◆ **How to complete this task**
From the entries below, copy exactly the lines from the one that contains "tracing_subscriber::registry()" through the one that contains "to create database", both included, and only those.
· · ·
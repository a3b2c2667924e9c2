//! Fabric maintenance commands.
//!
//! # Environment Variables
//!
//! - `CATALOG_DATABASE_URL` - `PostgreSQL` connection string
//! - `SUPABASE_URL`, `SUPABASE_SERVICE_ROLE_KEY` - storage access (sync only)

use cushion_server::{
    config::SupabaseConfig,
    db::FabricRepository,
    services::{FabricSync, SyncError},
    storage::SupabaseStorage,
};

use super::{CliError, connect_store, print_json};

/// Sync fabrics from `bucket`, or from the auto-selected sunproof bucket.
///
/// # Errors
///
/// Returns error if configuration is missing, no bucket matches, the bucket
/// is empty, or a store write fails.
pub async fn sync(bucket: Option<&str>) -> Result<(), CliError> {
    let store = connect_store().await?;
    let storage = SupabaseStorage::new(&SupabaseConfig::from_env()?)?;

    tracing::info!(bucket, "Syncing fabrics from storage...");
    let summary = match FabricSync::new(&storage, &store).run(bucket).await {
        Ok(summary) => summary,
        Err(SyncError::NoSuitableBucket { available, requested }) => {
            let names: Vec<&str> = available.iter().map(|b| b.name.as_str()).collect();
            tracing::error!(?requested, available = ?names, "no suitable bucket");
            return Err(SyncError::NoSuitableBucket { available, requested }.into());
        }
        Err(e) => return Err(e.into()),
    };

    tracing::info!("{}", summary.message());
    print_json(&summary)
}

/// Delete every fabric outside the sunproof category.
///
/// # Errors
///
/// Returns error if the store cannot be read or written.
pub async fn cleanup() -> Result<(), CliError> {
    let store = connect_store().await?;

    let report = FabricRepository::new(&store).cleanup_non_sunproof().await?;

    tracing::info!(
        "Deleted {} fabrics, {} remain",
        report.deleted,
        report.remaining
    );
    print_json(&report)
}
//! Cushion catalog server.
//!
//! Serves the fabric catalog API on port 3000 (see `config.rs` for the
//! environment variables).
//!
//! # Backends
//!
//! - `PostgreSQL` key-value table when `CATALOG_DATABASE_URL` or
//!   `DATABASE_URL` is set, otherwise an in-memory store
//! - Supabase Storage for fabric images

#![cfg_attr(not(test), forbid(unsafe_code))]

use std::sync::Arc;

use cushion_server::{
    config::ServerConfig,
    kv::{KvStore, MemoryKvStore, PgKvStore, create_pool},
    services::spawn_startup_sync,
    state::AppState,
    storage::{ObjectStorage, SupabaseStorage},
};
use sentry::integrations::tracing as sentry_tracing;
use tracing_subscriber::{layer::SubscriberExt, util::SubscriberInitExt};

/// Sentry reporting when `SENTRY_DSN` is set. The guard flushes on drop.
fn init_sentry(config: &ServerConfig) -> Option<sentry::ClientInitGuard> {
    let dsn = config.sentry_dsn.as_deref()?;
    let guard = sentry::init((
        dsn,
        sentry::ClientOptions {
            release: sentry::release_name!(),
            environment: config.sentry_environment.clone().map(Into::into),
            sample_rate: config.sentry_sample_rate,
            traces_sample_rate: config.sentry_traces_sample_rate,
            send_default_pii: false,
            ..Default::default()
        },
    ));
    sentry::configure_scope(|scope| scope.set_tag("storage.project", config.supabase.url.as_str()));
    Some(guard)
}

/// Failed syncs and store errors are reported; sync progress and skipped
/// records only ride along as breadcrumbs.
fn sentry_event_filter(metadata: &tracing::Metadata<'_>) -> sentry_tracing::EventFilter {
    match *metadata.level() {
        tracing::Level::ERROR => sentry_tracing::EventFilter::Event,
        tracing::Level::WARN | tracing::Level::INFO => sentry_tracing::EventFilter::Breadcrumb,
        _ => sentry_tracing::EventFilter::Ignore,
    }
}

#[tokio::main]
async fn main() {
    let config = ServerConfig::from_env().expect("Failed to load configuration");

    // Sentry must be initialized before the tracing subscriber
    let _sentry_guard = init_sentry(&config);

    let env_filter = tracing_subscriber::EnvFilter::try_from_default_env()
        .unwrap_or_else(|_| "cushion_server=info,tower_http=debug".into());

    let json_layer = config
        .log_json
        .then(|| tracing_subscriber::fmt::layer().json().flatten_event(true));
    let text_layer = (!config.log_json).then(tracing_subscriber::fmt::layer);

    tracing_subscriber::registry()
        .with(env_filter)
        .with(json_layer)
        .with(text_layer)
        .with(sentry_tracing::layer().event_filter(sentry_event_filter))
        .init();

    let kv: Arc<dyn KvStore> = match &config.database_url {
        Some(url) => {
            let pool = create_pool(url)
                .await
                .expect("Failed to create database pool");
            tracing::info!("Database pool created");
            // Migrations are NOT run on startup: cargo run -p cushion-cli -- migrate
            Arc::new(PgKvStore::new(pool))
        }
        None => {
            tracing::warn!("no database URL configured, using in-memory store (data is lost on exit)");
            Arc::new(MemoryKvStore::new())
        }
    };

    let storage: Arc<dyn ObjectStorage> = Arc::new(
        SupabaseStorage::new(&config.supabase).expect("Failed to create storage client"),
    );

    let state = AppState::new(kv, storage);

    if config.sync_on_startup {
        spawn_startup_sync(state.storage_handle(), state.kv_handle());
    }

    let app = cushion_server::app(state, &config.http);

    let addr = config.http.socket_addr();
    tracing::info!(
        "catalog listening on http://{}{}",
        addr,
        config.http.base_path
    );

    let listener = tokio::net::TcpListener::bind(addr)
        .await
        .expect("Failed to bind to address");

    axum::serve(listener, app)
        .with_graceful_shutdown(shutdown_signal())
        .await
        .expect("Server error");
}

/// Wait for shutdown signal (Ctrl+C or SIGTERM).
async fn shutdown_signal() {
    let ctrl_c = async {
        tokio::signal::ctrl_c()
            .await
            .expect("Failed to install Ctrl+C handler");
    };

    #[cfg(unix)]
    let terminate = async {
        tokio::signal::unix::signal(tokio::signal::unix::SignalKind::terminate())
            .expect("Failed to install signal handler")
            .recv()
            .await;
    };

    #[cfg(not(unix))]
    let terminate = std::future::pending::<()>();

    tokio::select! {
        () = ctrl_c => {},
        () = terminate => {},
    }

    tracing::info!("shutdown signal received");
}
· · ·
◆ **Answer box**
    tracing_subscriber::registry()
        .with(env_filter)
        .with(json_layer)
        .with(text_layer)
        .with(sentry_tracing::layer().event_filter(sentry_event_filter))
        .init();

    let kv: Arc<dyn KvStore> = match &config.database_url {
        Some(url) => {
            let pool = create_pool(url)
                .await
                .expect("Failed to create database pool");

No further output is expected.